LOS ANGELES – A conservation group sued Los Angeles County on Tuesday seeking emails, text messages and other documents exchanged with the developer behind the 12,000-acre Centennial at Tejon Ranch planned community on the edge of the Mojave Desert.

The Center for Biological Diversity sued the county and its regional planning department for not releasing key environmental documents on the development, according to the lawsuit filed Tuesday in Los Angeles Superior Court.

Developer Tejon Ranch says the planned community will bring 19,333 homes to the region and meet a demand for more housing. Environmental advocates say the project’s footprint on the ecosystem will drastically alter the remote region about 60 miles north of LA with increased daily traffic and pollution.

This past summer, the developer received approval from the LA County Department of Regional Planning board. The project has yet to receive final approval from the LACounty Board of Supervisors, but as the project has been in development for several years it is nearing its home stretch.

The Center for Biological Diversity says the county’s report on the project’s environmental impact favors the developer. The group wants to see all exchanges between the developer, the county and consultants.

In a statement, the center’s attorney J.P. Rose said, “County residents have a right to an informed, transparent review process for land-use decisions that will harm our environment and quality of life.”

The environmental impact report prepared for the Centennial development by county staff “was clearly designed to support Tejon’s proposal,” according to the center, and all other options that could have reduced the project’s footprint called for at least 19,000 units and the development of at least 6,000 acres.

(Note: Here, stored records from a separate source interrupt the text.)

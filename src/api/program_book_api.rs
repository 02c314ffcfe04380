// ==========================================
// 资本工程计划书编制系统 - 计划书用例
// ==========================================
// 职责: 计划书创建、状态流转、项目进出、目标维护的用例编排
// 红线: 状态机只产出变更集合, 全部持久化在本层按序执行;
//       首个保存失败即整个用例失败 (已写入部分不回滚)
// ==========================================

use std::sync::Arc;

use tracing::{info, warn};

use crate::config::ReferenceDataReader;
use crate::domain::annual_program::AnnualProgram;
use crate::domain::program_book::{Objective, ProgramBook};
use crate::domain::project::Project;
use crate::domain::types::{AnnualProgramStatus, ProgramBookStatus, ProjectStatus};
use crate::engine::objective::ObjectiveCalculator;
use crate::engine::{
    AnnualProgramStateMachine, AnnualProgramTransitionContext, ProgramBookStateMachine,
    ProgramBookTransitionContext,
};
use crate::error::{PlanningError, PlanningResult};
use crate::repository::{AnnualProgramRepository, ProgramBookRepository, ProjectRepository};

// ==========================================
// ProgramBookApi - 计划书用例
// ==========================================
pub struct ProgramBookApi {
    program_book_repo: Arc<dyn ProgramBookRepository>,
    annual_program_repo: Arc<dyn AnnualProgramRepository>,
    project_repo: Arc<dyn ProjectRepository>,
    reference_data: Arc<dyn ReferenceDataReader>,
    machine: ProgramBookStateMachine,
    calculator: ObjectiveCalculator,
}

impl ProgramBookApi {
    pub fn new(
        program_book_repo: Arc<dyn ProgramBookRepository>,
        annual_program_repo: Arc<dyn AnnualProgramRepository>,
        project_repo: Arc<dyn ProjectRepository>,
        reference_data: Arc<dyn ReferenceDataReader>,
    ) -> Self {
        Self {
            program_book_repo,
            annual_program_repo,
            project_repo,
            reference_data,
            machine: ProgramBookStateMachine::new(),
            calculator: ObjectiveCalculator::new(),
        }
    }

    // ==========================================
    // 创建
    // ==========================================

    /// 新建计划书 (new 状态, 附带系统默认场景)
    pub async fn create(
        &self,
        id: &str,
        annual_program_id: &str,
        name: &str,
    ) -> PlanningResult<ProgramBook> {
        // 父年度计划必须存在
        self.load_annual_program(annual_program_id).await?;

        let book = ProgramBook::new(id, annual_program_id, name);
        self.program_book_repo.save(&book).await?;
        info!(program_book_id = id, annual_program_id, "计划书已创建");
        Ok(book)
    }

    // ==========================================
    // 状态流转
    // ==========================================

    /// 执行计划书状态转换并持久化级联变更
    ///
    /// 持久化顺序: 项目批量 → 计划书 → (如需) 父年度计划同步;
    /// 任一步失败则整个转换以失败上抛
    pub async fn update_status(
        &self,
        program_book_id: &str,
        to: ProgramBookStatus,
    ) -> PlanningResult<ProgramBook> {
        let book = self.load_program_book(program_book_id).await?;

        // 独立读取并发等待: 父年度计划与项目快照
        let (parent, projects) = futures::try_join!(
            self.load_annual_program(&book.annual_program_id),
            async {
                self.project_repo
                    .find_by_program_book(program_book_id)
                    .await
                    .map_err(PlanningError::from)
            },
        )?;

        let shareable_roles = if to == ProgramBookStatus::SubmittedFinal {
            self.reference_data.shareable_roles_program_book().await?
        } else {
            Vec::new()
        };

        let context = ProgramBookTransitionContext {
            shareable_roles,
            parent_shared_roles: Some(parent.shared_roles.clone()),
            parent_status: Some(parent.status),
            projects,
        };
        let outcome = self.machine.execute(book, to, &context)?;

        if !outcome.projects.is_empty() {
            self.project_repo.save_bulk(&outcome.projects).await?;
        }
        self.program_book_repo.save(&outcome.program_book).await?;

        // 排队的向上同步信号: 父年度计划仍为 new 时跟进到 programming
        if outcome.annual_program_sync_required {
            self.sync_parent_to_programming(parent).await?;
        }

        info!(
            program_book_id,
            to = %to,
            cascaded_projects = outcome.projects.len(),
            "计划书状态转换完成"
        );
        Ok(outcome.program_book)
    }

    /// 排队执行的父状态同步 (非递归: 计划书转换已完成并保存)
    async fn sync_parent_to_programming(&self, parent: AnnualProgram) -> PlanningResult<()> {
        if parent.status != AnnualProgramStatus::New {
            return Ok(());
        }
        let machine = AnnualProgramStateMachine::new();
        let outcome = machine.execute(
            parent,
            AnnualProgramStatus::Programming,
            &AnnualProgramTransitionContext::default(),
        )?;
        self.annual_program_repo
            .save(&outcome.annual_program)
            .await?;
        info!(
            annual_program_id = %outcome.annual_program.id,
            "父年度计划已同步到 programming"
        );
        Ok(())
    }

    // ==========================================
    // 项目进出
    // ==========================================

    /// 项目编入计划书
    ///
    /// 项目转为 programmed, 各场景末尾追加未排序条目并标记过期,
    /// 目标计算值随项目集刷新
    pub async fn add_project(
        &self,
        program_book_id: &str,
        project_id: &str,
    ) -> PlanningResult<ProgramBook> {
        let mut book = self.load_program_book(program_book_id).await?;
        let mut project = self.load_project(project_id).await?;
        if let Some(existing) = &project.program_book_id {
            if existing != program_book_id {
                return Err(PlanningError::BusinessRule(format!(
                    "项目 {} 已属于计划书 {}",
                    project_id, existing
                )));
            }
        }

        project.program_book_id = Some(program_book_id.to_string());
        project.status = ProjectStatus::Programmed;

        for scenario in &mut book.priority_scenarios {
            scenario.append_unordered_project(project_id);
            scenario.mark_outdated();
        }

        // 目标计算值随新项目集刷新
        let mut projects = self
            .project_repo
            .find_by_program_book(program_book_id)
            .await?;
        projects.retain(|p| p.id != project_id);
        projects.push(project.clone());
        let year = self.load_annual_program(&book.annual_program_id).await?.year;
        self.calculator
            .refresh_calculated_values(&mut book.objectives, &projects, year)?;

        self.project_repo.save(&project).await?;
        self.program_book_repo.save(&book).await?;
        info!(program_book_id, project_id, "项目已编入计划书");
        Ok(book)
    }

    /// 项目退出计划书 (决策转换)
    ///
    /// 项目回到 planned, 各场景删除其排序条目并标记过期
    pub async fn remove_project(
        &self,
        program_book_id: &str,
        project_id: &str,
    ) -> PlanningResult<ProgramBook> {
        let mut book = self.load_program_book(program_book_id).await?;
        let mut project = self.load_project(project_id).await?;
        if project.program_book_id.as_deref() != Some(program_book_id) {
            warn!(program_book_id, project_id, "项目不属于该计划书, 仅清理排序条目");
        }

        project.program_book_id = None;
        project.status = ProjectStatus::Planned;

        for scenario in &mut book.priority_scenarios {
            scenario.remove_ordered_project(project_id);
            scenario.mark_outdated();
        }

        let mut projects = self
            .project_repo
            .find_by_program_book(program_book_id)
            .await?;
        projects.retain(|p| p.id != project_id);
        let year = self.load_annual_program(&book.annual_program_id).await?.year;
        self.calculator
            .refresh_calculated_values(&mut book.objectives, &projects, year)?;

        self.project_repo.save(&project).await?;
        self.program_book_repo.save(&book).await?;
        info!(program_book_id, project_id, "项目已退出计划书");
        Ok(book)
    }

    // ==========================================
    // 目标维护
    // ==========================================

    /// 新增或更新目标 (含钉住上限校验), 并刷新计算值
    pub async fn upsert_objective(
        &self,
        program_book_id: &str,
        objective: Objective,
    ) -> PlanningResult<ProgramBook> {
        let mut book = self.load_program_book(program_book_id).await?;
        let objective_id = objective.id.clone();
        book.upsert_objective(objective)?;

        let (projects, year) = futures::try_join!(
            async {
                self.project_repo
                    .find_by_program_book(program_book_id)
                    .await
                    .map_err(PlanningError::from)
            },
            async {
                Ok(self
                    .load_annual_program(&book.annual_program_id)
                    .await?
                    .year)
            },
        )?;
        self.calculator
            .refresh_calculated_values(&mut book.objectives, &projects, year)?;

        self.program_book_repo.save(&book).await?;
        info!(program_book_id, objective_id = %objective_id, "目标已保存并刷新计算值");
        Ok(book)
    }

    /// 删除目标
    pub async fn remove_objective(
        &self,
        program_book_id: &str,
        objective_id: &str,
    ) -> PlanningResult<ProgramBook> {
        let mut book = self.load_program_book(program_book_id).await?;
        book.remove_objective(objective_id)?;
        self.program_book_repo.save(&book).await?;
        info!(program_book_id, objective_id, "目标已删除");
        Ok(book)
    }

    // ==========================================
    // 内部读取
    // ==========================================

    async fn load_program_book(&self, program_book_id: &str) -> PlanningResult<ProgramBook> {
        self.program_book_repo
            .find_by_id(program_book_id)
            .await?
            .ok_or_else(|| PlanningError::not_found("ProgramBook", program_book_id))
    }

    async fn load_annual_program(
        &self,
        annual_program_id: &str,
    ) -> PlanningResult<AnnualProgram> {
        self.annual_program_repo
            .find_by_id(annual_program_id)
            .await?
            .ok_or_else(|| PlanningError::not_found("AnnualProgram", annual_program_id))
    }

    async fn load_project(&self, project_id: &str) -> PlanningResult<Project> {
        self.project_repo
            .find_by_id(project_id)
            .await?
            .ok_or_else(|| PlanningError::not_found("Project", project_id))
    }
}
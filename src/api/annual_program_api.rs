// ==========================================
// 资本工程计划书编制系统 - 年度计划用例
// ==========================================
// 职责: 年度计划创建与状态流转的用例编排
// 红线: 级联变更按 项目 → 计划书 → 年度计划 的顺序持久化,
//       首个保存失败即整个转换失败 (已写入部分不回滚)
// ==========================================

use std::sync::Arc;

use tracing::info;

use crate::config::ReferenceDataReader;
use crate::domain::annual_program::AnnualProgram;
use crate::domain::types::AnnualProgramStatus;
use crate::engine::{
    AnnualProgramStateMachine, AnnualProgramTransitionContext, ProgramBookSnapshot,
};
use crate::error::{PlanningError, PlanningResult};
use crate::repository::{AnnualProgramRepository, ProgramBookRepository, ProjectRepository};

// ==========================================
// AnnualProgramApi - 年度计划用例
// ==========================================
pub struct AnnualProgramApi {
    annual_program_repo: Arc<dyn AnnualProgramRepository>,
    program_book_repo: Arc<dyn ProgramBookRepository>,
    project_repo: Arc<dyn ProjectRepository>,
    reference_data: Arc<dyn ReferenceDataReader>,
    machine: AnnualProgramStateMachine,
}

impl AnnualProgramApi {
    pub fn new(
        annual_program_repo: Arc<dyn AnnualProgramRepository>,
        program_book_repo: Arc<dyn ProgramBookRepository>,
        project_repo: Arc<dyn ProjectRepository>,
        reference_data: Arc<dyn ReferenceDataReader>,
    ) -> Self {
        Self {
            annual_program_repo,
            program_book_repo,
            project_repo,
            reference_data,
            machine: AnnualProgramStateMachine::new(),
        }
    }

    // ==========================================
    // 创建
    // ==========================================

    /// 新建年度计划 (new 状态)
    pub async fn create(
        &self,
        id: &str,
        executor_id: &str,
        year: i32,
    ) -> PlanningResult<AnnualProgram> {
        let program = AnnualProgram::new(id, executor_id, year);
        self.annual_program_repo.save(&program).await?;
        info!(annual_program_id = id, executor_id, year, "年度计划已创建");
        Ok(program)
    }

    // ==========================================
    // 状态流转
    // ==========================================

    /// 执行年度计划状态转换并持久化级联变更
    pub async fn update_status(
        &self,
        annual_program_id: &str,
        to: AnnualProgramStatus,
    ) -> PlanningResult<AnnualProgram> {
        let program = self
            .annual_program_repo
            .find_by_id(annual_program_id)
            .await?
            .ok_or_else(|| PlanningError::not_found("AnnualProgram", annual_program_id))?;

        // 终版提交才需要角色参照与子聚合快照
        let context = if to == AnnualProgramStatus::SubmittedFinal {
            // 独立读取并发等待: 两份角色列表
            let (shareable_roles, program_book_roles) = futures::try_join!(
                async {
                    self.reference_data
                        .shareable_roles_annual_program()
                        .await
                        .map_err(PlanningError::from)
                },
                async {
                    self.reference_data
                        .shareable_roles_program_book()
                        .await
                        .map_err(PlanningError::from)
                },
            )?;

            let books = self
                .program_book_repo
                .find_by_annual_program(annual_program_id)
                .await?;
            let mut snapshots = Vec::with_capacity(books.len());
            for book in books {
                let projects = self.project_repo.find_by_program_book(&book.id).await?;
                snapshots.push(ProgramBookSnapshot {
                    program_book: book,
                    projects,
                });
            }

            AnnualProgramTransitionContext {
                shareable_roles,
                program_book_roles,
                program_books: snapshots,
            }
        } else {
            AnnualProgramTransitionContext::default()
        };

        let outcome = self.machine.execute(program, to, &context)?;

        // 持久化顺序: 项目批量 → 计划书批量 → 年度计划
        if !outcome.projects.is_empty() {
            self.project_repo.save_bulk(&outcome.projects).await?;
        }
        if !outcome.program_books.is_empty() {
            self.program_book_repo
                .save_bulk(&outcome.program_books)
                .await?;
        }
        self.annual_program_repo
            .save(&outcome.annual_program)
            .await?;

        info!(
            annual_program_id,
            to = %to,
            cascaded_books = outcome.program_books.len(),
            cascaded_projects = outcome.projects.len(),
            "年度计划状态转换完成"
        );
        Ok(outcome.annual_program)
    }
}
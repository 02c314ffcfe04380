// ==========================================
// 资本工程计划书编制系统 - 计划书仓储接口
// ==========================================

use async_trait::async_trait;

use crate::domain::program_book::ProgramBook;
use crate::repository::error::RepositoryResult;

#[async_trait]
pub trait ProgramBookRepository: Send + Sync {
    /// 按ID读取计划书
    async fn find_by_id(&self, id: &str) -> RepositoryResult<Option<ProgramBook>>;

    /// 读取某年度计划下的全部计划书
    async fn find_by_annual_program(
        &self,
        annual_program_id: &str,
    ) -> RepositoryResult<Vec<ProgramBook>>;

    /// 保存单个计划书
    async fn save(&self, program_book: &ProgramBook) -> RepositoryResult<()>;

    /// 批量保存计划书 (年度计划级联使用)
    async fn save_bulk(&self, program_books: &[ProgramBook]) -> RepositoryResult<()>;
}
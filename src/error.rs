// ==========================================
// 资本工程计划书编制系统 - 核心错误类型
// ==========================================
// 工具: thiserror 派生宏
// 红线: 可失败操作一律返回 Result, 不在核心层 panic
// ==========================================

use thiserror::Error;

use crate::repository::RepositoryError;

/// 核心层错误类型
#[derive(Error, Debug)]
pub enum PlanningError {
    // ===== 输入校验错误 =====
    #[error("数据验证失败: {0}")]
    Validation(String),

    // ===== 业务规则错误 =====
    #[error("业务规则违反: {0}")]
    BusinessRule(String),

    #[error("无效的状态转换: from={from} to={to}")]
    InvalidStateTransition { from: String, to: String },

    // ===== 实体缺失 =====
    #[error("记录未找到: {entity} with id={id}")]
    NotFound { entity: String, id: String },

    // ===== 权限限制 =====
    #[error("禁止访问: {0}")]
    Forbidden(String),

    // ===== 不可恢复的内部错误 =====
    #[error("内部错误: {0}")]
    Unexpected(String),

    #[error(transparent)]
    Other(#[from] anyhow::Error),
}

impl PlanningError {
    /// 实体缺失错误的便捷构造
    pub fn not_found(entity: &str, id: &str) -> Self {
        PlanningError::NotFound {
            entity: entity.to_string(),
            id: id.to_string(),
        }
    }
}

// 仓储层错误统一归入不可恢复错误, 由调用方转换为对外 5xx 语义
impl From<RepositoryError> for PlanningError {
    fn from(err: RepositoryError) -> Self {
        match err {
            RepositoryError::NotFound { entity, id } => PlanningError::NotFound { entity, id },
            other => PlanningError::Unexpected(other.to_string()),
        }
    }
}

// 参照数据读取错误 (trait 对象错误) 同样归入不可恢复错误
impl From<Box<dyn std::error::Error>> for PlanningError {
    fn from(err: Box<dyn std::error::Error>) -> Self {
        PlanningError::Unexpected(err.to_string())
    }
}

/// Result 类型别名
pub type PlanningResult<T> = Result<T, PlanningError>;
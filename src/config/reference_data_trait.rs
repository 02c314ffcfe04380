// ==========================================
// 资本工程计划书编制系统 - 参照数据读取 Trait
// ==========================================
// 职责: 定义排序与状态流转所需的参照数据读取接口 (不包含实现)
// 红线: 不包含写入、不包含业务逻辑
// ==========================================

use async_trait::async_trait;
use std::error::Error;

// ==========================================
// ReferenceDataReader Trait
// ==========================================
// 用途: 分类法与角色参照数据的读取接口
// 实现者: 调用方的参照数据服务 (缓存/远程)
#[async_trait]
pub trait ReferenceDataReader: Send + Sync {
    /// 获取路网类型展示顺序
    ///
    /// # 返回
    /// - Vec<String>: 路网类型代码列表, 下标即展示顺序 (0 = 最前)
    ///
    /// # 用途
    /// - 用于 ROAD_NETWORK_TYPE 排序键
    async fn road_network_type_order(&self) -> Result<Vec<String>, Box<dyn Error>>;

    /// 获取年度计划终版提交时写入的共享角色列表
    async fn shareable_roles_annual_program(&self) -> Result<Vec<String>, Box<dyn Error>>;

    /// 获取计划书终版提交时写入的共享角色列表
    async fn shareable_roles_program_book(&self) -> Result<Vec<String>, Box<dyn Error>>;
}
// ==========================================
// 资本工程计划书编制系统 - 优先级条件匹配引擎
// ==========================================
// 职责: 判定项目是否满足某优先级的匹配条件
// 输入: 优先级条件 + 项目快照 + 目标年度
// 输出: bool (纯谓词, 无副作用)
// 红线: 空条件组 = 通配; 非空条件组之间为 AND
// ==========================================

use crate::domain::priority_scenario::{PriorityLevel, PriorityLevelCriteria, ProjectCategoryCriterion};
use crate::domain::project::{Intervention, Project, ServicePriority};

// ==========================================
// CriteriaMatcher - 条件匹配引擎
// ==========================================
pub struct CriteriaMatcher {
    // 无状态引擎,不需要注入依赖
}

impl CriteriaMatcher {
    pub fn new() -> Self {
        Self {}
    }

    // ==========================================
    // 核心方法
    // ==========================================

    /// 判定项目是否命中优先级
    ///
    /// 所有非空条件组同时满足才算命中:
    /// 1) 类别/子类别
    /// 2) 部门优先级
    /// 3) 干预约束 (类型/年度过滤后的需求部门、工程类型、资产类型)
    ///
    /// # 参数
    /// - `level`: 优先级
    /// - `project`: 项目快照
    /// - `year`: 目标年度
    pub fn matches(&self, level: &PriorityLevel, project: &Project, year: i32) -> bool {
        self.matches_project_category(&level.criteria.project_category, project, year)
            && self.matches_service_priorities(&level.criteria.service_priorities, project)
            && self.matches_interventions(&level.criteria, project, year)
    }

    // ==========================================
    // 条件组谓词
    // ==========================================

    /// 类别/子类别条件
    ///
    /// 项目目标年度的类别须等于某条件对的类别;
    /// 条件对指定子类别时, 项目须同时持有该子类别
    fn matches_project_category(
        &self,
        criteria: &[ProjectCategoryCriterion],
        project: &Project,
        year: i32,
    ) -> bool {
        if criteria.is_empty() {
            return true;
        }
        let Some(category) = project.category_id(year) else {
            return false;
        };
        criteria.iter().any(|c| {
            c.category == category
                && c.sub_category
                    .as_ref()
                    .map_or(true, |sc| project.sub_category_ids.contains(sc))
        })
    }

    /// 部门优先级条件: 项目至少持有一对条件中的 (部门, 优先级)
    fn matches_service_priorities(
        &self,
        criteria: &[ServicePriority],
        project: &Project,
    ) -> bool {
        if criteria.is_empty() {
            return true;
        }
        project
            .service_priorities
            .iter()
            .any(|sp| criteria.contains(sp))
    }

    /// 干预约束条件
    ///
    /// 步骤:
    /// 1) 全部干预相关条件为空 → 通配
    /// 2) 无干预的项目视为通过 (空洞成立)
    /// 3) 按干预类型 (若指定) 与规划年度过滤, 过滤后必须有剩余
    /// 4) 剩余干预须满足需求部门/工程类型/资产类型约束 (组内 OR)
    fn matches_interventions(
        &self,
        criteria: &PriorityLevelCriteria,
        project: &Project,
        year: i32,
    ) -> bool {
        let has_intervention_criteria = !criteria.intervention_type.is_empty()
            || !criteria.requestor_id.is_empty()
            || !criteria.work_type_id.is_empty()
            || !criteria.asset_type_id.is_empty();
        if !has_intervention_criteria {
            return true;
        }
        if project.interventions.is_empty() {
            return true;
        }

        let retained: Vec<&Intervention> = project
            .interventions
            .iter()
            .filter(|i| {
                (criteria.intervention_type.is_empty()
                    || criteria.intervention_type.contains(&i.intervention_type_id))
                    && i.planification_year == year
            })
            .collect();
        if retained.is_empty() {
            return false;
        }

        self.constraint_holds(&criteria.requestor_id, &retained, |i| &i.requestor_id)
            && self.constraint_holds(&criteria.work_type_id, &retained, |i| &i.work_type_id)
            && self.constraint_holds(&criteria.asset_type_id, &retained, |i| &i.asset_type_id)
    }

    /// 单个约束列表: 为空通配, 否则至少一条剩余干预命中
    fn constraint_holds<'a, F>(
        &self,
        allowed: &[String],
        retained: &[&'a Intervention],
        key: F,
    ) -> bool
    where
        F: Fn(&'a Intervention) -> &'a String,
    {
        allowed.is_empty() || retained.iter().any(|&i| allowed.contains(key(i)))
    }
}

impl Default for CriteriaMatcher {
    fn default() -> Self {
        Self::new()
    }
}
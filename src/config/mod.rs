// ==========================================
// 资本工程计划书编制系统 - 参照数据层
// ==========================================
// 职责: 定义核心所需的参照数据读取接口 (不包含实现)
// ==========================================

pub mod reference_data_trait;

pub use reference_data_trait::ReferenceDataReader;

“Likewise, the EIR and supporting materials contain clearly erroneous claims promoted by Tejon or its attorneys designed to downplay Centennial’s enormous environmental impacts,” the group says in its lawsuit.

The county’s report said California’s cap-and-trade scheme would offset 96 percent of the project’s greenhouse gas emissions, which the conservationists say is false.

This past June, the group requested all communications for the project under the California Public Records Act. County officials initially directed the group to a public website for the project’s specific plan and later provided another link to 2,760 pages of additional information that were only “marginally related” to the records request, according to the lawsuit.

The group says the request is timely and they’re entitled a court order to produce the records.

Developer Tejon Ranch is one of the largest private landowners in California. The land for the proposed community is near Interstate 5 in northern Los Angeles County on the developer’s 270,000-acre property.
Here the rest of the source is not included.